Such humble love and respect accomplishes so much more than enacting laws or donating money or publishing books. For it is only the physical presence of the other which changes us and, again to quote the Pope, “challenges us, with their pain and their pleas, with their joy which infects us in our close and continuous interaction.”9
From such personal encounters grows a love of all who are marginalized, monetized and forgotten. Such a personal encounter, again in the Holy Father’s words, leads us to hearts which ache for:
“vulnerable children on the pavements of a large city, at the bottom of a boat overladen with immigrants; children who are not allowed to be born, who cry because no one satisfies their hunger with no toys in their hands, but weapons, victims of war, abortion and poverty.”10
Thus, the Holy Father calls us to begin to live the Gospel of Life by extinguishing hatred and violence in our own hearts, before we seek to cure the hearts of others. Listen to what he says about the landscape of cyberspace:
“Even Christians can be caught up in networks of verbal violence through the internet and the various forums of digital communication. Even in Catholic media, limits can be overstepped ... and all ethical standards and respect for the good name of others can be abandoned…Here we see how the unguarded tongue, set on fire by hell, sets all things ablaze.”11
The disciple of the Gospel of life, then, must be dedicated to a “consistent ethic of life,” and must also be a disciple of a Gospel of Reconciliation, which seeks to evangelize not by force, but by love, calling us to “confront every form of polarization which would divide…”12
This is how Pope Francis, like Pope Saint John Paul II before him, proclaims the Gospel of Life from his own experience and to his own world, teaching us that along with the need for just nations, just laws and just societies, freed from the corruption of using others, along with promoting a common recognition of the dignity of each human person from conception to natural death, we must strive to recognize the infinite dignity of the human person standing right in front of me, the one whom God has put into my life.

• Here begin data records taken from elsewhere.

//! Error taxonomy
//!
//! Invalid local intents are not errors: engines report them as
//! [`Transition::Rejected`](crate::sim::Transition::Rejected). Everything
//! here is either fatal for a level (`ConfigError`) or recoverable by
//! retrying a flush.

use thiserror::Error;

/// Level data or generator failure. Fatal for the session: no play is possible.
#[derive(Debug, Clone, PartialEq, Eq, Error)]
pub enum ConfigError {
    #[error("invalid level {level} (expected 1..={max})")]
    InvalidLevel { level: u8, max: u8 },

    #[error("level {level}: exit is unreachable from start")]
    UnreachableExit { level: u8 },

    #[error("malformed level data: {0}")]
    MalformedLevel(String),

    #[error("invalid settings: {0}")]
    InvalidSettings(String),
}

/// Abort codes for checks the replay authority makes on top of the
/// engine rules. Kept clear of the backend tables, which use 100..=109.
pub const DIVERGED_CODE: u64 = 900;
pub const SUMMARY_MISMATCH_CODE: u64 = 901;
pub const OUT_OF_ORDER_CODE: u64 = 902;

/// The authoritative transition refused an action.
#[derive(Debug, Clone, PartialEq, Eq, Error)]
pub enum ReplayError {
    /// An engine rule, tagged with that game's backend abort code
    #[error("{reason} (abort code {code})")]
    Rejected { code: u64, reason: &'static str },

    #[error("claimed {field} {claimed} but replay derived {derived}")]
    Diverged {
        field: &'static str,
        claimed: u64,
        derived: u64,
    },

    #[error("final summary does not match replayed state")]
    SummaryMismatch,

    #[error("batch starts at action {got}, backend holds {expected}")]
    OutOfOrder { expected: usize, got: usize },
}

impl ReplayError {
    pub const fn rejected(code: u64, reason: &'static str) -> Self {
        ReplayError::Rejected { code, reason }
    }

    /// Code reported to the caller when a batch is refused.
    pub fn abort_code(&self) -> u64 {
        match self {
            ReplayError::Rejected { code, .. } => *code,
            ReplayError::Diverged { .. } => DIVERGED_CODE,
            ReplayError::SummaryMismatch => SUMMARY_MISMATCH_CODE,
            ReplayError::OutOfOrder { .. } => OUT_OF_ORDER_CODE,
        }
    }
}

/// Outcome of a batch submission that did not go through.
///
/// Both variants are handled the same way: the batch is restored to the
/// buffer and the caller may retry.
#[derive(Debug, Clone, PartialEq, Eq, Error)]
pub enum SubmitError {
    #[error("backend rejected batch (code {code}): {message}")]
    Rejected { code: u64, message: String },

    #[error("transport failure: {0}")]
    Transport(String),
}

impl From<ReplayError> for SubmitError {
    fn from(err: ReplayError) -> Self {
        SubmitError::Rejected {
            code: err.abort_code(),
            message: err.to_string(),
        }
    }
}

#[derive(Debug, Clone, PartialEq, Eq, Error)]
pub enum SyncError {
    #[error("a flush is already in flight")]
    FlushInFlight,

    #[error("buffer reached the sign threshold; flush before recording more")]
    AwaitingFlush,

    #[error("buffer is full ({0} actions)")]
    BatchFull(usize),

    #[error("session already finalized")]
    Finalized,

    #[error("no flush in flight")]
    NothingInFlight,

    #[error(transparent)]
    Submit(#[from] SubmitError),
}

#[derive(Debug, Clone, PartialEq, Eq, Error)]
pub enum SessionError {
    #[error("play is paused until the buffer is synchronized")]
    Paused,

    #[error(transparent)]
    Config(#[from] ConfigError),

    #[error(transparent)]
    Replay(#[from] ReplayError),

    #[error(transparent)]
    Sync(#[from] SyncError),
}

#[derive(Debug, Error)]
pub enum PersistError {
    #[error("IO error: {0}")]
    Io(#[from] std::io::Error),

    #[error("serialization error: {0}")]
    Json(#[from] serde_json::Error),

    #[error("invalid save header")]
    InvalidHeader,

    #[error("incompatible save version: expected {expected}, found {found}")]
    IncompatibleVersion { expected: u32, found: u32 },

    #[error("saved log does not replay: {0}")]
    Replay(#[from] SessionError),
}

Such a Gospel of Life is not primarily political, although it is rightly committed to political ends. Nor is it primarily theoretical, although it is grounded in a philosophical and theological system.
Rather, as Pope Francis teaches us, the Gospel of Life is profoundly personal and it calls us to love like Jesus. For it is only with the language of love that the Gospel can be proclaimed and understood.
Allow me to conclude with some of the most beautiful words our Holy Father ever spoke in this regard.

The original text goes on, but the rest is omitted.